_Directions for this task_
Please return all of the data exactly as written.

[Data for this exercise Boundary: Start]

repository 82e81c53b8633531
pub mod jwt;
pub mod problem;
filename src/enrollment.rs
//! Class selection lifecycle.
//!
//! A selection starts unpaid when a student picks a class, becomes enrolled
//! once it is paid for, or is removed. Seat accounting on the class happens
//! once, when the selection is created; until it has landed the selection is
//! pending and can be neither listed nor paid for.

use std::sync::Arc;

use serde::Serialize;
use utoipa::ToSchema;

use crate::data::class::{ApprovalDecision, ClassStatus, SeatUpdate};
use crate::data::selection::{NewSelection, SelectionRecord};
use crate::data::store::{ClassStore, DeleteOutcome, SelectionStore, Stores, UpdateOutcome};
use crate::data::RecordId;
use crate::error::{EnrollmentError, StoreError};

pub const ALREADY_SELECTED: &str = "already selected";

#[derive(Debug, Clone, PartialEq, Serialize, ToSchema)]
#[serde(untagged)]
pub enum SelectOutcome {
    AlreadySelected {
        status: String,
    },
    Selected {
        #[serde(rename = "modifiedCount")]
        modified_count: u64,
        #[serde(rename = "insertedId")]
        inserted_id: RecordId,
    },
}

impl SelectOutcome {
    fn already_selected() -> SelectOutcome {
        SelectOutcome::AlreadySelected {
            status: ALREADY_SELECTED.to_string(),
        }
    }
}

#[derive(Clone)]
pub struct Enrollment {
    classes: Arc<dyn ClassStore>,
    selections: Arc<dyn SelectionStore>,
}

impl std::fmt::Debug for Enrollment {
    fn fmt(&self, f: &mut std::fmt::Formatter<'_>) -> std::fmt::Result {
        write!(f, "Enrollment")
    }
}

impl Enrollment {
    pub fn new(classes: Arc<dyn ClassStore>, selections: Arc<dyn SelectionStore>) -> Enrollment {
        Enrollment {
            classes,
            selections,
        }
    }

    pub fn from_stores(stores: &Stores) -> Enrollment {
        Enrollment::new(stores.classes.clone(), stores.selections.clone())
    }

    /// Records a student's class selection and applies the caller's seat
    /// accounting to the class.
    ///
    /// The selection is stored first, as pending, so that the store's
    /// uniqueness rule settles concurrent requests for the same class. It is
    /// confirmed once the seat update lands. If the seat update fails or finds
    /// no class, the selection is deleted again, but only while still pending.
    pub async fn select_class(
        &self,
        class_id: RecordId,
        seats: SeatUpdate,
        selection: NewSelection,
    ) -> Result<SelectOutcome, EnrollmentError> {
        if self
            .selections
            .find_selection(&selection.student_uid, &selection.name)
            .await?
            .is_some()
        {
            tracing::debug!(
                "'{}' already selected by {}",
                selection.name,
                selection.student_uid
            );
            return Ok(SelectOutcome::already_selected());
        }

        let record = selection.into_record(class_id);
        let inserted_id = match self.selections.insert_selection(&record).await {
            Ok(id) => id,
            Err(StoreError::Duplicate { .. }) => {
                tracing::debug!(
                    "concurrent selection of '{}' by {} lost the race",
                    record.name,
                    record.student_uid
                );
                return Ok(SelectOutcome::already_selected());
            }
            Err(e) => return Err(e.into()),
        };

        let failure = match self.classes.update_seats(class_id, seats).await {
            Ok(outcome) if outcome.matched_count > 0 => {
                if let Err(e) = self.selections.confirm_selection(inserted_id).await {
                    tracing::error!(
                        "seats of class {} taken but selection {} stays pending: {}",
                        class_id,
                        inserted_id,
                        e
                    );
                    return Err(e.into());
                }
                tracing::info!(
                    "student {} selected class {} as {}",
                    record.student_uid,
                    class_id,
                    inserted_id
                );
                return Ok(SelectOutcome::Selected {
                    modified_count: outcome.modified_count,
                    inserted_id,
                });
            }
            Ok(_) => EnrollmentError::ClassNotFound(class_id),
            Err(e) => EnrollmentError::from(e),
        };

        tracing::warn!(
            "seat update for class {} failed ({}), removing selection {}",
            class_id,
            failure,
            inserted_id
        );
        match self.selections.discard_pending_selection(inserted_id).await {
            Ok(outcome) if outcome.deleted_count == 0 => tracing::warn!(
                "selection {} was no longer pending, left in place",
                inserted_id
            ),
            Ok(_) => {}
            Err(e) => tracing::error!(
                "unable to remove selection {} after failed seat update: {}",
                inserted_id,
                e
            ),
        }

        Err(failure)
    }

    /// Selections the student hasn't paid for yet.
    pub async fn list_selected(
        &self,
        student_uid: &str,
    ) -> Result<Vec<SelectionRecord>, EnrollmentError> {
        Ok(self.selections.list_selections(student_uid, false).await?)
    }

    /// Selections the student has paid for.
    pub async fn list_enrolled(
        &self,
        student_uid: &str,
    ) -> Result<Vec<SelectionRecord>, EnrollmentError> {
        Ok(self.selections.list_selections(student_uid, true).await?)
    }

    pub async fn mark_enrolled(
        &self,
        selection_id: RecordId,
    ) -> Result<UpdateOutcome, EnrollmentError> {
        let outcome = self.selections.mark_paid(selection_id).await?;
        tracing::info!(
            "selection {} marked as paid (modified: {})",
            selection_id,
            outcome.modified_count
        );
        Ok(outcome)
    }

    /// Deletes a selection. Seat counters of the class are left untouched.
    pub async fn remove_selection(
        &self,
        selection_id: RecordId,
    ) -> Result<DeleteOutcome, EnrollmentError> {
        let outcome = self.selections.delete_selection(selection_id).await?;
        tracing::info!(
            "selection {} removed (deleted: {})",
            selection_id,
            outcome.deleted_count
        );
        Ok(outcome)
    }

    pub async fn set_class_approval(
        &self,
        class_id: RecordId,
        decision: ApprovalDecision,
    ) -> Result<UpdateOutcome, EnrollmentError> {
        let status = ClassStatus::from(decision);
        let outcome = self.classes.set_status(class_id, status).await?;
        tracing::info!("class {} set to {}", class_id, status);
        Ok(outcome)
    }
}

[Data for this exercise Boundary: End]

_Result below_
repository 82e81c53b8633531
pub mod jwt;
pub mod problem;
filename src/enrollment.rs
//! Class selection lifecycle.
//!
//! A selection starts unpaid when a student picks a class, becomes enrolled
//! once it is paid for, or is removed. Seat accounting on the class happens
//! once, when the selection is created; until it has landed the selection is
//! pending and can be neither listed nor paid for.

use std::sync::Arc;

use serde::Serialize;
use utoipa::ToSchema;

use crate::data::class::{ApprovalDecision, ClassStatus, SeatUpdate};
use crate::data::selection::{NewSelection, SelectionRecord};
use crate::data::store::{ClassStore, DeleteOutcome, SelectionStore, Stores, UpdateOutcome};
use crate::data::RecordId;
use crate::error::{EnrollmentError, StoreError};

pub const ALREADY_SELECTED: &str = "already selected";

#[derive(Debug, Clone, PartialEq, Serialize, ToSchema)]
#[serde(untagged)]
pub enum SelectOutcome {
    AlreadySelected {
        status: String,
    },
    Selected {
        #[serde(rename = "modifiedCount")]
        modified_count: u64,
        #[serde(rename = "insertedId")]
        inserted_id: RecordId,
    },
}

impl SelectOutcome {
    fn already_selected() -> SelectOutcome {
        SelectOutcome::AlreadySelected {
            status: ALREADY_SELECTED.to_string(),
        }
    }
}

#[derive(Clone)]
pub struct Enrollment {
    classes: Arc<dyn ClassStore>,
    selections: Arc<dyn SelectionStore>,
}

impl std::fmt::Debug for Enrollment {
    fn fmt(&self, f: &mut std::fmt::Formatter<'_>) -> std::fmt::Result {
        write!(f, "Enrollment")
    }
}

impl Enrollment {
    pub fn new(classes: Arc<dyn ClassStore>, selections: Arc<dyn SelectionStore>) -> Enrollment {
        Enrollment {
            classes,
            selections,
        }
    }

    pub fn from_stores(stores: &Stores) -> Enrollment {
        Enrollment::new(stores.classes.clone(), stores.selections.clone())
    }

    /// Records a student's class selection and applies the caller's seat
    /// accounting to the class.
    ///
    /// The selection is stored first, as pending, so that the store's
    /// uniqueness rule settles concurrent requests for the same class. It is
    /// confirmed once the seat update lands. If the seat update fails or finds
    /// no class, the selection is deleted again, but only while still pending.
    pub async fn select_class(
        &self,
        class_id: RecordId,
        seats: SeatUpdate,
        selection: NewSelection,
    ) -> Result<SelectOutcome, EnrollmentError> {
        if self
            .selections
            .find_selection(&selection.student_uid, &selection.name)
            .await?
            .is_some()
        {
            tracing::debug!(
                "'{}' already selected by {}",
                selection.name,
                selection.student_uid
            );
            return Ok(SelectOutcome::already_selected());
        }

        let record = selection.into_record(class_id);
        let inserted_id = match self.selections.insert_selection(&record).await {
            Ok(id) => id,
            Err(StoreError::Duplicate { .. }) => {
                tracing::debug!(
                    "concurrent selection of '{}' by {} lost the race",
                    record.name,
                    record.student_uid
                );
                return Ok(SelectOutcome::already_selected());
            }
            Err(e) => return Err(e.into()),
        };

        let failure = match self.classes.update_seats(class_id, seats).await {
            Ok(outcome) if outcome.matched_count > 0 => {
                if let Err(e) = self.selections.confirm_selection(inserted_id).await {
                    tracing::error!(
                        "seats of class {} taken but selection {} stays pending: {}",
                        class_id,
                        inserted_id,
                        e
                    );
                    return Err(e.into());
                }
                tracing::info!(
                    "student {} selected class {} as {}",
                    record.student_uid,
                    class_id,
                    inserted_id
                );
                return Ok(SelectOutcome::Selected {
                    modified_count: outcome.modified_count,
                    inserted_id,
                });
            }
            Ok(_) => EnrollmentError::ClassNotFound(class_id),
            Err(e) => EnrollmentError::from(e),
        };

        tracing::warn!(
            "seat update for class {} failed ({}), removing selection {}",
            class_id,
            failure,
            inserted_id
        );
        match self.selections.discard_pending_selection(inserted_id).await {
            Ok(outcome) if outcome.deleted_count == 0 => tracing::warn!(
                "selection {} was no longer pending, left in place",
                inserted_id
            ),
            Ok(_) => {}
            Err(e) => tracing::error!(
                "unable to remove selection {} after failed seat update: {}",
                inserted_id,
                e
            ),
        }

        Err(failure)
    }

    /// Selections the student hasn't paid for yet.
    pub async fn list_selected(
        &self,
        student_uid: &str,
    ) -> Result<Vec<SelectionRecord>, EnrollmentError> {
        Ok(self.selections.list_selections(student_uid, false).await?)
    }

    /// Selections the student has paid for.
    pub async fn list_enrolled(
        &self,
        student_uid: &str,
    ) -> Result<Vec<SelectionRecord>, EnrollmentError> {
        Ok(self.selections.list_selections(student_uid, true).await?)
    }

    pub async fn mark_enrolled(
        &self,
        selection_id: RecordId,
    ) -> Result<UpdateOutcome, EnrollmentError> {
        let outcome = self.selections.mark_paid(selection_id).await?;
        tracing::info!(
            "selection {} marked as paid (modified: {})",
            selection_id,
            outcome.modified_count
        );
        Ok(outcome)
    }

    /// Deletes a selection. Seat counters of the class are left untouched.
    pub async fn remove_selection(
        &self,
        selection_id: RecordId,
    ) -> Result<DeleteOutcome, EnrollmentError> {
        let outcome = self.selections.delete_selection(selection_id).await?;
        tracing::info!(
            "selection {} removed (deleted: {})",
            selection_id,
            outcome.deleted_count
        );
        Ok(outcome)
    }

    pub async fn set_class_approval(
        &self,
        class_id: RecordId,
        decision: ApprovalDecision,
    ) -> Result<UpdateOutcome, EnrollmentError> {
        let status = ClassStatus::from(decision);
        let outcome = self.classes.set_status(class_id, status).await?;
        tracing::info!("class {} set to {}", class_id, status);
        Ok(outcome)
    }
}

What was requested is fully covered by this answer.